Some parameters were estimated to be cell-type specific for almost all deformations d (protein degradation rate, synthesis strengths of protein 2 and 3, and Hill kinetic exponent 8), all of which are true positive classifications. This shows that the flexibility introduced by the deformation d encourages an additional scan over a range of possible values to find stronger evidence for true cell-type specific properties. However, it is not necessary to scan over all admissible deformations to achieve model shrinkage. A regularized optimization can be performed with an a priori choice of for example an ℓ_q penalty with q=0.8. This avoids possible numerical instabilities for too small q, whereas it is sufficiently different from ℓ₁, too, to exhibit the advantageous features of non-convexity.

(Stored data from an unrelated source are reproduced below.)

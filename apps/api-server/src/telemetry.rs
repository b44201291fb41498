//! Tracing subscriber setup.

use tracing_subscriber::{EnvFilter, layer::SubscriberExt, util::SubscriberInitExt};

use crate::config::TelemetryConfig;

const DEFAULT_FILTER: &str = "info,api_server=debug,quill_core=debug,quill_infra=debug";

/// Install the global subscriber. `RUST_LOG` overrides the default filter.
pub fn init_telemetry(config: &TelemetryConfig) {
    let env_filter =
        EnvFilter::try_from_default_env().unwrap_or_else(|_| EnvFilter::new(DEFAULT_FILTER));

    if config.json_logs {
        tracing_subscriber::registry()
            .with(env_filter)
            .with(tracing_subscriber::fmt::layer().json())
            .init();
    } else {
        tracing_subscriber::registry()
            .with(env_filter)
            .with(tracing_subscriber::fmt::layer().pretty())
            .init();
    }

    tracing::info!(json_logs = config.json_logs, "Telemetry initialized");
}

None of the applied regularization functions was able to detect the cell-type specific behaviour related to Hill coefficient 1 and K_D parameter 4 except for those Elastic Net configurations that could not effectively shrink the model size. This coincides with previous findings that Hill and K_D coefficients are less frequently detected as cell-type specific compared to the remaining parameters. This occurs because the identifiability of those parameters is limited if the corresponding regulator concentration does not lie around K_D, and because they are easily concealed by measurement uncertainties [14].

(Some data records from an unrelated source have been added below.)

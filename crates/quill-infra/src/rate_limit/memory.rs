//! In-memory rate limiter using governor crate.

use std::num::NonZeroU32;
use std::sync::atomic::{AtomicU64, Ordering};
use std::time::Duration;

use async_trait::async_trait;
use governor::clock::{Clock, DefaultClock};
use governor::state::keyed::DefaultKeyedStateStore;
use governor::{Quota, RateLimiter as GovernorRateLimiter};

use quill_core::ports::{RateLimitError, RateLimitResult, RateLimiter};

type KeyedRateLimiter = GovernorRateLimiter<String, DefaultKeyedStateStore<String>, DefaultClock>;

/// Idle keys are swept after this many checks.
const PRUNE_EVERY: u64 = 1024;

/// In-memory rate limiter configuration.
#[derive(Debug, Clone)]
pub struct RateLimitConfig {
    /// Maximum requests per window.
    pub max_requests: u32,
    /// Window duration.
    pub window: Duration,
}

impl Default for RateLimitConfig {
    fn default() -> Self {
        Self {
            max_requests: 100,
            window: Duration::from_secs(15 * 60),
        }
    }
}

/// Per-key (per client address) rate limiter using the GCRA algorithm.
///
/// Limits are per-process, not shared across instances. Keys whose budget has
/// fully replenished are dropped periodically, so the key map stays bounded by
/// the number of recently active clients.
pub struct InMemoryRateLimiter {
    limiter: KeyedRateLimiter,
    clock: DefaultClock,
    checks: AtomicU64,
}

impl InMemoryRateLimiter {
    pub fn new(config: RateLimitConfig) -> Self {
        let burst = NonZeroU32::new(config.max_requests).unwrap_or(NonZeroU32::MIN);
        let quota = Quota::with_period(config.window / burst.get())
            .unwrap_or_else(|| Quota::per_second(burst))
            .allow_burst(burst);

        Self {
            limiter: KeyedRateLimiter::keyed(quota),
            clock: DefaultClock::default(),
            checks: AtomicU64::new(0),
        }
    }

    /// Forget keys that are back to a full budget.
    pub fn prune(&self) {
        self.limiter.retain_recent();
        self.limiter.shrink_to_fit();
    }

    /// Number of client keys currently held.
    pub fn tracked_keys(&self) -> usize {
        self.limiter.len()
    }
}

#[async_trait]
impl RateLimiter for InMemoryRateLimiter {
    async fn check(&self, key: &str) -> Result<RateLimitResult, RateLimitError> {
        if self.checks.fetch_add(1, Ordering::Relaxed) % PRUNE_EVERY == PRUNE_EVERY - 1 {
            self.prune();
        }

        match self.limiter.check_key(&key.to_string()) {
            Ok(()) => Ok(RateLimitResult {
                allowed: true,
                reset_after: Duration::ZERO,
            }),
            Err(not_until) => Ok(RateLimitResult {
                allowed: false,
                reset_after: not_until.wait_time_from(self.clock.now()),
            }),
        }
    }
}
//! Ports - trait definitions for external dependencies.
//! These are the "interfaces" that infrastructure must implement.

mod auth;
mod rate_limit;
mod repository;
mod storage;

pub use auth::{AuthError, PasswordService, TokenClaims, TokenService};
pub use rate_limit::{RateLimitError, RateLimitResult, RateLimiter};
pub use repository::{BaseRepository, PostRepository, UserRepository};
pub use storage::{CoverStore, StorageError};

The lower row of Fig. 4 indicates the effective time that was necessary to detect the parsimonious model for a given deformation. It displays that all scans with extended penalty function were faster than the original ℓ₁ except for four deformation values. This holds even for ℓ_q, which was considered as hampering the optimizer due to its nonconvexity [9]. A precise assessment of the efficiency is postponed to further research.

The influence of theℓ_q cut-off threshold The ℓ_q regularization requires a threshold parameter ε to cut off the unbounded gradients for zero log-fold-changes. Setting ε=0 can hamper the simulation if some log-fold-changes are initialized as zero when finding the parsimonious model because these parameters remain zero independent of the scanned penalty strengths. This behaviour that matches the expectations from theory disappeared for all tested positive values of ε, even for ε∼10⁻¹⁶. To avoid numerical problems with rounding, the threshold was fixed to ε=10⁻¹⁰.

Application on biological data

The ℓ₁ penalty function has previously been applied to an EPO induced JAK2/STAT5 signalling pathway [13] to find cell-type specific behaviour between healthy CFU-E cells and non-small cell lung cancer cells of type H838. This model contains two feedback loops related to the proteins CISH (see Fig. 5) and SOCS3, both induced by nuclear pSTAT5. 1141 data points are available. For a detailed description, the reader is referred to [13]. By applying an ℓ₁ penalty to the published data, 10 out of 26 kinetic parameters were found to be cell-type specific. Three of these could be removed manually as they were compatible with zero within the confidence interval. The remaining seven cell-type specific properties reproduce the published results.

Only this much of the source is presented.